Pawlenty is Prologue

 BY RICH GALEN

Rerprinted from mullings.com

NOTE: This is the second MULLINGS coming out of the Iowa Straw Poll yesterday. It was written partially in Ames, Iowa; in Detroit, Michigan;and, finally finished at home in Alexandria, Virginia.

How can this happen? How can a successful Governor hire a group of really smart people, spend more than a year, and who-knows-how-many millions of dollars, meeting with potential and actual supporters, and elite members of the media in places like New York City, Los Angeles, and Washington, DC only to come to a grinding halt in a place called Ames, Iowa?

The threshold problem with the Presidential campaign of Gov. Tim Pawlenty was: From the very, well, threshold there was no clear theory for the campaign. It never occurred to me that Pawlenty was going to be able to “nice” his way into the Oval Office.

Most people – along the trail liked him. What’s not to like? Many people in and around politics confuse a candidate’s likability with his or her electability. When someone mentions that so-and-so is much more likable than someone else I always respond with the same two words: Richard Nixon. Nobody liked Nixon. Not even, maybe, his wife. Yet, he won twice. Three times if you buy into the conspiracy theory that the Dems stole Texas (via Lyndon Johnson) and/or Illinois (Joe Kennedy & the Chicago mob) in the election of 1960.

One of Pawlenty’s senior staffers told me that Pawlenty just couldn’t get any traction with an angry electorate – especially in the face of a Bachmann campaign which has made its mark by selling her as the angriest candidate on the scene.

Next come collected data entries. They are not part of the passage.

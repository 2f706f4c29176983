//! Layered configuration: defaults, then `crud.toml`, then `CRUD_*` env vars.

use std::collections::BTreeMap;

use serde::{Deserialize, Serialize};

#[derive(Debug, Clone, Default, Serialize, Deserialize)]
pub struct AppConfig {
    pub api: ApiConfig,
}

#[derive(Debug, Clone, Serialize, Deserialize)]
pub struct ApiConfig {
    pub base_url: String,
    pub timeout_secs: u64,
    /// Extra headers sent with every request.
    #[serde(default)]
    pub headers: BTreeMap<String, String>,
}

impl Default for ApiConfig {
    fn default() -> Self {
        Self {
            base_url: "http://localhost:8000".to_string(),
            timeout_secs: 10,
            headers: BTreeMap::new(),
        }
    }
}

impl ApiConfig {
    pub fn header_list(&self) -> Vec<(String, String)> {
        self.headers
            .iter()
            .map(|(name, value)| (name.clone(), value.clone()))
            .collect()
    }
}

impl AppConfig {
    /// Load configuration from `crud.toml` (optional) and environment
    /// variables such as `CRUD_API__BASE_URL`.
    pub fn load() -> anyhow::Result<Self> {
        let config = config::Config::builder()
            .add_source(config::Config::try_from(&AppConfig::default())?)
            .add_source(config::File::with_name("crud").required(false))
            .add_source(
                config::Environment::with_prefix("CRUD")
                    .prefix_separator("_")
                    .separator("__"),
            )
            .build()?;

        Ok(config.try_deserialize()?)
    }
}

Speaking of Bachmann, one of her senior staffers told me that he felt like they’d just won the play-in game for the NCAA basketball tournament. Now they get to compete in the “big dance.”

Like that tournament, you have to win on Thursday to play on Saturday. You have to win on Saturday to get to the next round. Bachmann won in the debate here Thursday night; she won again yesterday so she gets to go on.

Pawlenty’s campaign might have effectively ended, not here in Ames, but on the debate stage in New Hampshire when he refused to engage Mitt Romney on what he had previously called Oromney-care – the Massachusetts health care law Romney signed as Governor. With nothing on the schedule to allow him to “angry up,” after that, Republicans were left with the impression that what had been known as “Minnesota Nice” might really be “Minnesota Wimp.”

In the debate here, Pawlenty and Bachmann went toe-to-toe on the contents of a bill in the Minnesota House of Representatives to raise taxes on cigarettes and, despite a good line (that fighting and losing isn’t leadership), Bachmann stuck to the pillars of her talking points and ended up on winning end of the debate-within-the-debate.

As I wrote in this weekend’s “Mullings” (which you can read HERE) it’s all about expectations. Pawlenty raised the expectation bar by letting it be known he was going all in here. That was not a bad strategic approach. It let voters here know he was serious about the Hawkeye State in stark contrast to Romney who has been on-again-off-again about campaigning here, and Huntsman whom many Iowans think couldn’t find Iowa on a map – of Iowa.

It was no secret that the Pawlenty campaign was running (or had run) out of funds and desperately needed a good showing here to restart the money machine. His distant third place finish was an unspinnable result and so he announced on Sunday morning that he was dropping out.

For the remaining campaigns – real like Perry, Romney and Huntsman – and surreal like Palin, there is some top notch political talent available today that wasn’t available yesterday. Why would a going campaign hire a staffer from a campaign which failed? Several reasons.

First, in the end there will be only one candidate and that candidate will be able to pick and choose who to add to his or her staff from the other campaigns. As an example, Ari Fleischer began the 2000 cycle as the spokesman for the Presidential campaign of Elizabeth Dole. He ended the cycle being the spokesman for President George W. Bush.

Second, there are more (to use a football term) skill positions to be filled than there are skilled players to fill them. As the campaigns begin planning their tactics and strategies beyond Iowa, New Hampshire, and South Carolina, into places as diverse as Florida and Nevada through the primary and caucus season nearly a year down the road, they will need extra hands to help direct and manage that increasingly complex political calculus.

Third, Washington, DC is a one-industry town and everyone pretty much knows everyone else. Professional political people rarely get trapped into blood feuds with one another for just this reason. There is every chance that you will end up on the same side of an issue, working for the same candidate, or working in the same Administration.

Pawlenty is gone from this race but the race will go on.

Editor’s Note: Rich Galen is former communications director for House Speaker Newt Gingrich and Senator Dan Quayle. In 2003-2004, he did a six-month tour of duty in Iraq at the request of the White House engaging in public affairs with the Department of DefenseHe also served as executive director of GOPAC and served in the private sector with Electronic Data Systems.  Rich is a frequent lecturer and appears often as a political expert on ABC, CNN, Fox and other news outlets.